Quote every line below exactly as it reads.
START Excerpted data
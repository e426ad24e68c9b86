//! Hotelbeds availability and content client.
//!
//! Every request is signed with `X-Signature`, the hex SHA-256 of the API key,
//! the secret and the current Unix time in seconds concatenated.

use async_trait::async_trait;
use serde::Deserialize;
use serde_json::{Value, json};
use sha2::{Digest, Sha256};
use tracing::{debug, warn};

use super::{HotelProvider, HotelQuery, ProviderError};

/// Connection settings for the Hotelbeds API.
#[derive(Debug, Clone)]
pub struct HotelbedsConfig {
    /// API root, e.g. `https://api.test.hotelbeds.com`.
    pub base_url: String,
    pub api_key: String,
    pub api_secret: String,
}

/// Request signature for `api_key` and `secret` at `unix_seconds`.
pub fn signature(api_key: &str, secret: &str, unix_seconds: i64) -> String {
    let mut hasher = Sha256::new();
    hasher.update(api_key.as_bytes());
    hasher.update(secret.as_bytes());
    hasher.update(unix_seconds.to_string().as_bytes());
    format!("{:x}", hasher.finalize())
}

#[derive(Debug, Deserialize)]
struct AvailabilityResponse {
    hotels: Option<AvailabilityHotels>,
}

#[derive(Debug, Deserialize)]
struct AvailabilityHotels {
    #[serde(default)]
    hotels: Vec<Value>,
}

#[derive(Debug, Default, Deserialize)]
struct ContentResponse {
    #[serde(default)]
    hotels: Vec<Value>,
}

#[derive(Debug)]
pub struct HotelbedsClient {
    http: reqwest::Client,
    base_url: String,
    api_key: String,
    api_secret: String,
}

impl HotelbedsClient {
    pub fn new(config: HotelbedsConfig) -> Result<Self, ProviderError> {
        if config.base_url.is_empty() {
            return Err(ProviderError::Config("Hotelbeds base URL is empty".into()));
        }
        if config.api_key.is_empty() || config.api_secret.is_empty() {
            return Err(ProviderError::Config("Hotelbeds credentials are empty".into()));
        }

        // reqwest is built with rustls-no-provider; Err means already installed.
        let _ = rustls::crypto::ring::default_provider().install_default();

        let http = reqwest::Client::builder().build()?;

        Ok(Self {
            http,
            base_url: config.base_url.trim_end_matches('/').to_string(),
            api_key: config.api_key,
            api_secret: config.api_secret,
        })
    }

    fn signed(&self, req: reqwest::RequestBuilder) -> reqwest::RequestBuilder {
        let sig = signature(
            &self.api_key,
            &self.api_secret,
            wanderlust_core::db::unix_timestamp(),
        );
        req.header("Api-key", &self.api_key)
            .header("X-Signature", sig)
            .header(reqwest::header::ACCEPT, "application/json")
    }

    /// Hotels with rooms available for `query`, without images.
    async fn availability(&self, query: &HotelQuery) -> Result<Vec<Value>, ProviderError> {
        let body = json!({
            "stay": { "checkIn": query.check_in, "checkOut": query.check_out },
            "occupancies": [{
                "rooms": query.rooms,
                "adults": query.adults,
                "children": query.children,
            }],
            "destination": { "code": query.destination_code },
        });

        let url = format!("{}/hotel-api/1.0/hotels", self.base_url);
        let resp = self.signed(self.http.post(&url)).json(&body).send().await?;
        ProviderError::check_status(&resp)?;

        let parsed: AvailabilityResponse = resp.json().await?;
        Ok(parsed.hotels.map(|h| h.hotels).unwrap_or_default())
    }

    /// Content records for `codes`. Any failure yields no records.
    async fn details(&self, codes: &[String]) -> Vec<Value> {
        if codes.is_empty() {
            return Vec::new();
        }

        let url = format!("{}/hotel-content-api/1.0/hotels", self.base_url);
        let codes = codes.join(",");
        let result = async {
            let resp = self
                .signed(self.http.get(&url))
                .query(&[
                    ("codes", codes.as_str()),
                    ("language", "ENG"),
                    ("useSecondaryLanguage", "false"),
                ])
                .send()
                .await?;
            ProviderError::check_status(&resp)?;
            Ok::<ContentResponse, ProviderError>(resp.json().await?)
        }
        .await;

        match result {
            Ok(content) => content.hotels,
            Err(e) => {
                warn!(error = %e, "Hotelbeds content lookup failed, returning hotels without images");
                Vec::new()
            }
        }
    }
}

/// Render a hotel code (a JSON number or string) for the content query.
fn code_key(code: &Value) -> Option<String> {
    match code {
        Value::Number(n) => Some(n.to_string()),
        Value::String(s) => Some(s.clone()),
        _ => None,
    }
}

/// Attach each content record's `images` to the availability hotel with the
/// same code. Hotels without a matching record get an empty array.
fn attach_images(hotels: Vec<Value>, details: &[Value]) -> Vec<Value> {
    hotels
        .into_iter()
        .map(|mut hotel| {
            let key = hotel.get("code").and_then(code_key);
            let images = details
                .iter()
                .find(|d| key.is_some() && d.get("code").and_then(code_key) == key)
                .and_then(|d| d.get("images").cloned())
                .unwrap_or_else(|| json!([]));
            if let Value::Object(map) = &mut hotel {
                map.insert("images".into(), images);
            }
            hotel
        })
        .collect()
}

#[async_trait]
impl HotelProvider for HotelbedsClient {
    async fn search_hotels(&self, query: &HotelQuery) -> Result<Vec<Value>, ProviderError> {
        let hotels = self.availability(query).await?;
        if hotels.is_empty() {
            debug!(destination = %query.destination_code, "Hotelbeds returned no hotels");
            return Ok(hotels);
        }

        let codes: Vec<String> = hotels
            .iter()
            .filter_map(|h| h.get("code").and_then(code_key))
            .collect();
        let details = self.details(&codes).await;

        debug!(
            destination = %query.destination_code,
            hotels = hotels.len(),
            with_content = details.len(),
            "Hotelbeds search complete"
        );
        Ok(attach_images(hotels, &details))
    }
}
END Excerpted data
__Output of the task__:
repository e426ad24e68c9b86
//! Hotelbeds availability and content client.
//!
//! Every request is signed with `X-Signature`, the hex SHA-256 of the API key,
//! the secret and the current Unix time in seconds concatenated.

use async_trait::async_trait;
use serde::Deserialize;
use serde_json::{Value, json};
use sha2::{Digest, Sha256};
use tracing::{debug, warn};

use super::{HotelProvider, HotelQuery, ProviderError};

/// Connection settings for the Hotelbeds API.
#[derive(Debug, Clone)]
pub struct HotelbedsConfig {
    /// API root, e.g. `https://api.test.hotelbeds.com`.
    pub base_url: String,
    pub api_key: String,
    pub api_secret: String,
}

/// Request signature for `api_key` and `secret` at `unix_seconds`.
pub fn signature(api_key: &str, secret: &str, unix_seconds: i64) -> String {
    let mut hasher = Sha256::new();
    hasher.update(api_key.as_bytes());
    hasher.update(secret.as_bytes());
    hasher.update(unix_seconds.to_string().as_bytes());
    format!("{:x}", hasher.finalize())
}

#[derive(Debug, Deserialize)]
struct AvailabilityResponse {
    hotels: Option<AvailabilityHotels>,
}

#[derive(Debug, Deserialize)]
struct AvailabilityHotels {
    #[serde(default)]
    hotels: Vec<Value>,
}

#[derive(Debug, Default, Deserialize)]
struct ContentResponse {
    #[serde(default)]
    hotels: Vec<Value>,
}

#[derive(Debug)]
pub struct HotelbedsClient {
    http: reqwest::Client,
    base_url: String,
    api_key: String,
    api_secret: String,
}

impl HotelbedsClient {
    pub fn new(config: HotelbedsConfig) -> Result<Self, ProviderError> {
        if config.base_url.is_empty() {
            return Err(ProviderError::Config("Hotelbeds base URL is empty".into()));
        }
        if config.api_key.is_empty() || config.api_secret.is_empty() {
            return Err(ProviderError::Config("Hotelbeds credentials are empty".into()));
        }

        // reqwest is built with rustls-no-provider; Err means already installed.
        let _ = rustls::crypto::ring::default_provider().install_default();

        let http = reqwest::Client::builder().build()?;

        Ok(Self {
            http,
            base_url: config.base_url.trim_end_matches('/').to_string(),
            api_key: config.api_key,
            api_secret: config.api_secret,
        })
    }

    fn signed(&self, req: reqwest::RequestBuilder) -> reqwest::RequestBuilder {
        let sig = signature(
            &self.api_key,
            &self.api_secret,
            wanderlust_core::db::unix_timestamp(),
        );
        req.header("Api-key", &self.api_key)
            .header("X-Signature", sig)
            .header(reqwest::header::ACCEPT, "application/json")
    }

    /// Hotels with rooms available for `query`, without images.
    async fn availability(&self, query: &HotelQuery) -> Result<Vec<Value>, ProviderError> {
        let body = json!({
            "stay": { "checkIn": query.check_in, "checkOut": query.check_out },
            "occupancies": [{
                "rooms": query.rooms,
                "adults": query.adults,
                "children": query.children,
            }],
            "destination": { "code": query.destination_code },
        });

        let url = format!("{}/hotel-api/1.0/hotels", self.base_url);
        let resp = self.signed(self.http.post(&url)).json(&body).send().await?;
        ProviderError::check_status(&resp)?;

        let parsed: AvailabilityResponse = resp.json().await?;
        Ok(parsed.hotels.map(|h| h.hotels).unwrap_or_default())
    }

    /// Content records for `codes`. Any failure yields no records.
    async fn details(&self, codes: &[String]) -> Vec<Value> {
        if codes.is_empty() {
            return Vec::new();
        }

        let url = format!("{}/hotel-content-api/1.0/hotels", self.base_url);
        let codes = codes.join(",");
        let result = async {
            let resp = self
                .signed(self.http.get(&url))
                .query(&[
                    ("codes", codes.as_str()),
                    ("language", "ENG"),
                    ("useSecondaryLanguage", "false"),
                ])
                .send()
                .await?;
            ProviderError::check_status(&resp)?;
            Ok::<ContentResponse, ProviderError>(resp.json().await?)
        }
        .await;

        match result {
            Ok(content) => content.hotels,
            Err(e) => {
                warn!(error = %e, "Hotelbeds content lookup failed, returning hotels without images");
                Vec::new()
            }
        }
    }
}

/// Render a hotel code (a JSON number or string) for the content query.
fn code_key(code: &Value) -> Option<String> {
    match code {
        Value::Number(n) => Some(n.to_string()),
        Value::String(s) => Some(s.clone()),
        _ => None,
    }
}

/// Attach each content record's `images` to the availability hotel with the
/// same code. Hotels without a matching record get an empty array.
fn attach_images(hotels: Vec<Value>, details: &[Value]) -> Vec<Value> {
    hotels
        .into_iter()
        .map(|mut hotel| {
            let key = hotel.get("code").and_then(code_key);
            let images = details
                .iter()
                .find(|d| key.is_some() && d.get("code").and_then(code_key) == key)
                .and_then(|d| d.get("images").cloned())
                .unwrap_or_else(|| json!([]));
            if let Value::Object(map) = &mut hotel {
                map.insert("images".into(), images);
            }
            hotel
        })
        .collect()
}

#[async_trait]
impl HotelProvider for HotelbedsClient {
    async fn search_hotels(&self, query: &HotelQuery) -> Result<Vec<Value>, ProviderError> {
        let hotels = self.availability(query).await?;
        if hotels.is_empty() {
            debug!(destination = %query.destination_code, "Hotelbeds returned no hotels");
            return Ok(hotels);
        }

        let codes: Vec<String> = hotels
            .iter()
            .filter_map(|h| h.get("code").and_then(code_key))
            .collect();
        let details = self.details(&codes).await;

        debug!(
            destination = %query.destination_code,
            hotels = hotels.len(),
            with_content = details.len(),
            "Hotelbeds search complete"
        );
        Ok(attach_images(hotels, &details))
    }
}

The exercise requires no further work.